Denuncian nuevos desalojos en Casavalle por parte de narcos

Guardia Republicana

Las bandas de narcotraficantes que operan en la cuenca del Casavalle continúan expulsando de sus hogares a algunas familias de la zona, ya sea por la fuerza, o por voluntad de las víctimas que no ven de qué otro modo –que no sea mudándose– pueden eludir los robos y las amenazas.




“El proceso continúa”, lamentó a El Observador Luis Mayobre, director de la Centro Educativo Buena Vida, una ONG que además gestiona un Centro de Atención a la Infancia y un club de niños en la calle Rodolfo Almeida Pintos, de ese barrio. “Hoy nos enteramos de otra familia que decidió irse para La Paz en donde compraron un terreno, cansada de que la robaran y apuntaran con las armas”, contó. Y dos semanas atrás, otras tres familias le avisaron que los delincuentes las habían echado de sus casas.

“No es algo que vaya a detenerse por más intervenciones que haya: los homicidios siguen ocurriendo y el sábado hubo un tiroteo muy fuerte. Las familias están muy asustadas”, agregó.

Los desalojos habían sido detectados por la Fiscalía en 2017, cuando se recibió la denuncia de que al menos 110 familias habían sido expulsadas en el correr del año, en el marco de las disputas por el territorio que llevan adelante los grupos criminales de los Chingas y los Camala.

El Ministerio del Interior desplegó el 20 de diciembre un megaoperativo en el que utilizó 600 policías y realizó 68 allanamientos, y que permitió la desarticulación de la banda en parte. Gracias a las detenciones, tres meses después el fiscal de Delitos Económicos, Enrique Rodríguez, condenó a ocho integrantes de esta banda por el delito de extorsión, aunque la Justicia solo envió a uno a prisión; a los demás les aplicó medidas sustitutivas a la cárcel.

Desde entonces hasta la fecha, la cartera desplegó otros dos operativos que dejaron como saldo decenas de allanamientos, incautaciones de armas y drogas y más detenidos. Pero pretender que las investigaciones y condenas puedan terminar con el problema es un absurdo, según dijo el fiscal Rodríguez. “Ojalá sucediera, pero nunca es algo que se pueda cortar de raíz. Nadie puede dar a garantía de que estas cosas dejen de ocurrir, y la prueba está: se detienen a unos, pero enseguida aparecen otros”, afirmó.

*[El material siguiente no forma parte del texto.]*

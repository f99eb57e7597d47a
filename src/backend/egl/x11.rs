//! EGL on an X11 connection

use std::{os::unix::io::BorrowedFd, rc::Rc};

use indexmap::IndexMap;
use tracing::{debug, trace, warn};

use crate::{
    backend::{
        winsys::{
            BackendEvent, OnscreenDescriptor, OnscreenEvent, OnscreenId, RendererOptions, WinsysError,
            WinsysFeatures, WinsysId,
        },
        x11::{ErrorTrap, SizeHints, WindowDescriptor, X11Connection, X11Error, XEvent, XServer, XlibError, WINDOW_EVENT_MASK},
    },
    utils::{NativeHandle, Size},
};

use super::{ffi::EGLint, EglBackend, EglLibrary, EglPlatform, PlatformEvents};

/// X11 side of the EGL backend: X windows wrapped in EGL surfaces
#[derive(Debug)]
pub struct X11Platform<X: XServer = X11Connection> {
    server: Rc<X>,
    native_display: usize,
    dummy_window: Option<u32>,
    windows: IndexMap<OnscreenId, NativeHandle<u32>>,
}

impl<X: XServer> X11Platform<X> {
    /// Platform on `server`, whose Xlib display is `native_display`
    pub fn new(server: Rc<X>, native_display: usize) -> Self {
        X11Platform {
            server,
            native_display,
            dummy_window: None,
            windows: IndexMap::new(),
        }
    }

    /// The X server connection
    pub fn server(&self) -> &Rc<X> {
        &self.server
    }

    fn depth(&self, native_visual: EGLint) -> Result<u8, WinsysError> {
        self.server
            .visual_depth(native_visual as u32)
            .ok_or_else(|| WinsysError::CreateOnscreen(format!("Unable to retrieve the visual {native_visual:#x}")))
    }

    fn window_of(&self, window: u32) -> Option<OnscreenId> {
        self.windows
            .iter()
            .find(|(_, handle)| handle.get() == window)
            .map(|(&id, _)| id)
    }
}

impl EglBackend<X11Platform> {
    /// Connect to the X server and load `libEGL`
    pub fn connect_x11(options: &mut RendererOptions) -> Result<EglBackend<X11Platform>, WinsysError> {
        let server = match options.foreign_display {
            // SAFETY: the caller of `RendererOptions::foreign_xlib_display` vouched for the display
            Some(display) => unsafe { X11Connection::from_foreign_display(display.as_ptr()) },
            None => X11Connection::connect(options.display_name.as_deref()),
        }
        .map_err(|err| match err {
            X11Error::Xlib(XlibError::NoConnection) => WinsysError::CannotOpenDisplay,
            err => err.into(),
        })?;

        let native_display = server.xlib_display() as usize;
        let driver = EglLibrary::open()?;
        EglBackend::from_parts(
            X11Platform::new(Rc::new(server), native_display),
            Rc::new(driver),
            options.driver,
        )
    }
}

impl<X: XServer> EglPlatform for X11Platform<X> {
    fn id(&self) -> WinsysId {
        WinsysId::EglX11
    }

    fn native_display(&self) -> usize {
        self.native_display
    }

    fn features(&self) -> WinsysFeatures {
        WinsysFeatures::MULTIPLE_ONSCREEN
    }

    fn create_dummy_window(&mut self, native_visual: EGLint, _surfaceless: bool) -> Result<Option<usize>, WinsysError> {
        let depth = self.depth(native_visual)?;
        let window = self
            .server
            .create_window(&WindowDescriptor::dummy(native_visual as u32, depth))?;
        self.dummy_window = Some(window);
        Ok(Some(window as usize))
    }

    fn destroy_dummy_window(&mut self) {
        if let Some(window) = self.dummy_window.take() {
            self.server.destroy_window(window);
        }
    }

    fn create_window(
        &mut self,
        id: OnscreenId,
        descriptor: OnscreenDescriptor,
        native_visual: EGLint,
    ) -> Result<(usize, Size), WinsysError> {
        let (window, size) = match descriptor.foreign_window {
            Some(mut foreign) => {
                let trap = ErrorTrap::new(&*self.server);
                let size = self.server.window_size(foreign.xid);
                let code = trap.finish();
                match size {
                    Ok(size) if code == 0 => {
                        (foreign.update_mask)(foreign.xid, WINDOW_EVENT_MASK);
                        (NativeHandle::Foreign(foreign.xid), size)
                    }
                    _ => {
                        return Err(WinsysError::CreateOnscreen(format!(
                            "Unable to query geometry of foreign xid {:#010x} (X error {code})",
                            foreign.xid
                        )))
                    }
                }
            }
            None => {
                let size = Size::new(descriptor.size.w.max(1), descriptor.size.h.max(1));
                let depth = self.depth(native_visual)?;
                let trap = ErrorTrap::new(&*self.server);
                let window = self
                    .server
                    .create_window(&WindowDescriptor::toplevel(size, native_visual as u32, depth));
                let code = trap.finish();
                match window {
                    Ok(window) if code == 0 => (NativeHandle::Owned(window), size),
                    Ok(window) => {
                        self.server.destroy_window(window);
                        return Err(WinsysError::CreateOnscreen(format!(
                            "X error {code} while creating the window"
                        )));
                    }
                    Err(err) => return Err(WinsysError::CreateOnscreen(err.to_string())),
                }
            }
        };
        debug!(window = window.get(), foreign = window.is_foreign(), "X window ready");
        self.windows.insert(id, window);
        Ok((window.get() as usize, size))
    }

    fn destroy_window(&mut self, id: OnscreenId) {
        let Some(window) = self.windows.shift_remove(&id) else {
            return;
        };
        if let Some(window) = window.owned() {
            let trap = ErrorTrap::new(&*self.server);
            self.server.destroy_window(window);
            if trap.finish() != 0 {
                warn!(window, "X error while destroying the window");
            }
        }
    }

    fn set_visibility(&mut self, id: OnscreenId, visible: bool) {
        let Some(window) = self.windows.get(&id).map(|window| window.get()) else {
            return;
        };
        if visible {
            self.server.map_window(window);
        } else {
            self.server.unmap_window(window);
        }
        self.server.flush();
    }

    fn set_resizable(&mut self, id: OnscreenId, resizable: bool, size: Size) {
        let Some(window) = self.windows.get(&id).map(|window| window.get()) else {
            return;
        };
        let hints = if resizable {
            SizeHints::resizable()
        } else {
            SizeHints::fixed(size)
        };
        self.server.set_size_hints(window, &hints);
    }

    fn window_xid(&self, id: OnscreenId) -> Option<u32> {
        self.windows.get(&id).map(|window| window.get())
    }

    fn poll_fd(&self) -> Option<BorrowedFd<'_>> {
        self.server.poll_fd()
    }

    fn dispatch(&mut self) -> Result<PlatformEvents, WinsysError> {
        let mut events = PlatformEvents::default();
        while let Some(event) = self.server.poll_event()? {
            match event {
                XEvent::Configure { window, size } => match self.window_of(window) {
                    Some(onscreen) => events.onscreen.push(OnscreenEvent::Resized { onscreen, size }),
                    None => events.unhandled.push(BackendEvent::X11(event)),
                },
                XEvent::Expose { window, area } => match self.window_of(window) {
                    Some(onscreen) => events.onscreen.push(OnscreenEvent::Dirty { onscreen, area }),
                    None => events.unhandled.push(BackendEvent::X11(event)),
                },
                XEvent::SwapComplete { drawable } => {
                    trace!(drawable, "Ignoring a GLX swap event");
                }
                event => events.unhandled.push(BackendEvent::X11(event)),
            }
        }
        Ok(events)
    }
}

#[cfg(test)]
mod tests {
    use std::cell::RefCell;

    use super::*;
    use crate::{
        backend::winsys::{GlDriver, OnscreenTemplate, WinsysBackend},
        test_utils::{MockEgl, MockServer, RGB_VISUAL},
        utils::Rectangle,
    };

    type TestBackend = EglBackend<X11Platform<MockServer>, MockEgl>;

    fn connect() -> (TestBackend, Rc<MockServer>, Rc<MockEgl>) {
        crate::utils::test_log::init();
        let server = Rc::new(MockServer::new());
        let driver = Rc::new(MockEgl::new());
        driver.set_native_visual(RGB_VISUAL as EGLint);
        let mut backend = EglBackend::from_parts(X11Platform::new(server.clone(), 0x1), driver.clone(), GlDriver::Gl).unwrap();
        backend.display_setup(&OnscreenTemplate::default()).unwrap();
        backend.context_init().unwrap();
        (backend, server, driver)
    }

    #[test]
    fn dummy_window_uses_the_config_visual() {
        let (mut backend, server, _) = connect();
        assert_eq!(server.count(&format!("create_window 1x1 visual {RGB_VISUAL:#x}")), 1);
        assert!(backend.features().contains(WinsysFeatures::MULTIPLE_ONSCREEN));

        backend.display_destroy();
        assert_eq!(server.count("destroy_window"), 1);
    }

    #[test]
    fn unknown_visuals_fail_the_display() {
        crate::utils::test_log::init();
        let server = Rc::new(MockServer::new());
        let driver = Rc::new(MockEgl::new());
        driver.set_native_visual(0x99);
        let mut backend = TestBackend::from_parts(X11Platform::new(server.clone(), 0x1), driver, GlDriver::Gl).unwrap();
        assert!(backend.display_setup(&OnscreenTemplate::default()).is_err());
        assert_eq!(server.count("create_window"), 0);
    }

    #[test]
    fn onscreens_are_x_windows() {
        let (mut backend, server, _) = connect();
        let id = OnscreenId::next();
        backend
            .onscreen_init(id, OnscreenDescriptor::new(Size::new(320, 240)))
            .unwrap();
        let xid = backend.onscreen_x11_get_window_xid(id).unwrap();
        assert!(server.window_exists(xid));

        backend.onscreen_set_visibility(id, true).unwrap();
        assert!(server.is_mapped(xid));
        backend.onscreen_set_resizable(id, false).unwrap();
        assert_eq!(server.size_hints(xid), Some(SizeHints::fixed(Size::new(320, 240))));

        backend.onscreen_deinit(id);
        assert!(!server.window_exists(xid));
    }

    #[test]
    fn foreign_windows_are_kept() {
        let (mut backend, server, _) = connect();
        let xid = server.add_window(Size::new(300, 200));
        let masks = Rc::new(RefCell::new(Vec::new()));
        let seen = masks.clone();
        let descriptor = OnscreenDescriptor::new(Size::new(10, 10))
            .with_foreign_window(xid, move |window, mask| seen.borrow_mut().push((window, mask)));

        let id = OnscreenId::next();
        backend.onscreen_init(id, descriptor).unwrap();
        assert_eq!(*masks.borrow(), vec![(xid, WINDOW_EVENT_MASK)]);
        assert_eq!(backend.onscreen_state(id).unwrap().size, Size::new(300, 200));

        backend.onscreen_deinit(id);
        assert!(server.window_exists(xid));

        let descriptor = OnscreenDescriptor::new(Size::new(10, 10)).with_foreign_window(0xdead, |_, _| {});
        let err = backend.onscreen_init(OnscreenId::next(), descriptor).unwrap_err();
        assert!(err.to_string().contains("Unable to query geometry of foreign xid"));
        assert_eq!(server.trap_depth(), 0);
    }

    #[test]
    fn configure_and_expose_become_notifications() {
        let (mut backend, server, _) = connect();
        let id = OnscreenId::next();
        backend
            .onscreen_init(id, OnscreenDescriptor::new(Size::new(64, 64)))
            .unwrap();
        let xid = backend.onscreen_x11_get_window_xid(id).unwrap();

        server.push_event(XEvent::Configure {
            window: xid,
            size: Size::new(640, 480),
        });
        server.push_event(XEvent::Expose {
            window: xid,
            area: Rectangle::new(0, 0, 5, 5),
        });
        let foreign = XEvent::Expose {
            window: 0x4242,
            area: Rectangle::new(0, 0, 1, 1),
        };
        server.push_event(foreign);

        let unhandled = backend.dispatch_native().unwrap();
        assert_eq!(unhandled, vec![BackendEvent::X11(foreign)]);
        assert_eq!(
            backend.pending().take(),
            vec![
                OnscreenEvent::Resized {
                    onscreen: id,
                    size: Size::new(640, 480)
                },
                OnscreenEvent::Dirty {
                    onscreen: id,
                    area: Rectangle::new(0, 0, 5, 5)
                },
            ]
        );
    }
}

Lo mismo había señalado en febrero el director Nacional de Policía, Mario Layera, entrevistado por VTV a propósito de nuevos testimonios que continuaban denunciando los atropellos. “Vamos a continuar haciendo nuestra parte y asesorando a los demás organismos del Estado en este tema, pero si queremos una respuesta real en esos lugares hay que adoptar medidas reales y no solo centrarnos en la acción policía”, declaró.

Culpa de la “informalidad”
Consultada por este tema, la alcaldesa de Casavalle, Sandra Nedov, dijo que no ha escuchado nuevos reclamos vecinales sobre este asunto. Y según sus palabras, la responsabilidad de los desalojos radica en parte en la “informalidad” en la que las víctimas tienen sus viviendas, ya que no cuentan con la documentación necesaria que compruebe que son propietarios o inquilinos de las casas. “Si rascás un poquito, no es a cualquier gente que sacan: si tenés la documentación que prueba que la casa es tuya, nadie te va a sacar. El problema es que hay mucha irregularidad, y muchas compras informales…”, dijo.

Mayobre tildó esas apreciaciones de “estupidez”, y agregó que “ella sabe” que la Intendencia de Montevideo “comenzó hace años” la regularización del barrio, pero que “aún faltan muchas partes”.




De cualquier modo, Nedov propone como solución el desarrollo de “políticas interinstitucionales” que apunten al mejoramiento infraestructural del barrio, con independencia del combate a la delincuencia. Este trabajo debe hacerse en paralelo, según cree, con el que lleva adelante el Municipio D junto al Ministerio de Desarrollo Sociales (Mides), en el cual se planifican talleres y actividades para los jóvenes desocupados. Respecto a esto último, destacó que el objetivo es que las personas puedan “insertarse en el estudio”, así como prepararse para el trabajo, oportunidades de capacitación que suelen tener lugar durante las vacaciones, contó.